Electrons typically repulse each other. But sometimes they can actually attract each other and pair up, which is why superconductors exist. The particles that make up light, on the other hand, have no charge and rarely appeal to or repel one other.
Now, Duke theoretical physicist Harold Baranger and his collaborators think it’s possible to get these particles, called photons, to pair up, and stay that way, as they travel through space.
The new idea could help with the development of quantum communications, and possibly quantum computing in the future, Baranger says.
Particles of light do not have electric charge so they’ve got no attraction to the particles around them. That lack of attraction gives photons the ability to travel long distances without losing information, a good trait for building quantum networks.
But, the photons’ reserve has a drawback. It makes it more difficult for scientists to control each particle and retrieve the information it carries. To rein in the seemingly aloof photons, physicists have designed cavities that trap them and boost their contact with individual atoms.
In these cavities, the particles pass one by one through an atom in a phenomenon called a photon blockade. But, the cavities trap the photons for a really long time, so they pass through the cavities really slowly, which isn’t good for networking — especially in this age of instant information.
Using pencil and paper, Baranger, his student Huaixiu Zheng and colleague Daniel Gauthier, figured out that they could avoid the problems with the cavities if the photons instead went into a one-dimensional structure, called a waveguide, which also channels the photons past an atom one by one.
In the waveguide, a control atom acts as an intermediary between the incoming particles. The first photon passes through the atom and changes its state.
This diagram shows a photon blockade in a waveguide. Multiple photons (left, yellow) pass by the control atom in a one-by-one manner, ending with a train of single-photon pulses and empty pulses (gray). Courtesy of Harold Baranger, Duke.
The atom then interacts differently with the next photons, which ultimately causes the two particles of light to interact. What’s surprising, Baranger says, is that the photons are still bound to each other for a long time, even as they move away from the atom that paired them.

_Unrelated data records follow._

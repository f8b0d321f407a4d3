//! `adspend-ingest` — media-spend ingestion engine.
//!
//! Pure engine crate: receives pre-loaded rows, returns campaign trees.
//! No CLI or IO dependencies.

pub mod aggregate;
pub mod budget;
pub mod classify;
pub mod config;
pub mod dates;
pub mod error;
pub mod model;
pub mod month;
pub mod normalize;
pub mod schema;

pub use config::PipelineConfig;
pub use error::ParseError;
pub use model::{BudgetCampaign, Campaign, RawRow, RowTable, SpendRow};
pub use month::Month;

These bound states also end up producing a photon blockade much like in a cavity, but through a completely different mechanism, and the photons move a lot faster, he says.
The work, which appears online in Physical Review Letters, “paves the way” for experimentalists who want to try to build quantum networks without using cavities, Baranger says. He says experiments in this area may be done at Duke in the next few years.
Right now, he plans to work out what happens to the photons if more than one atom sits in the waveguide. The photons will be interacting in a lot of different places, and “one can imagine that there could even be a quantum phase transition, giving rise to some new quantum state,” he says. “But, that’s just a hope at this point.”
CITATION: Cavity-Free Photon Blockade Induced by Many-Body Bound States. Zheng, H., Gauthier, D., and Baranger, H. Phys. Rev. Lett. 107, 223601 (2011).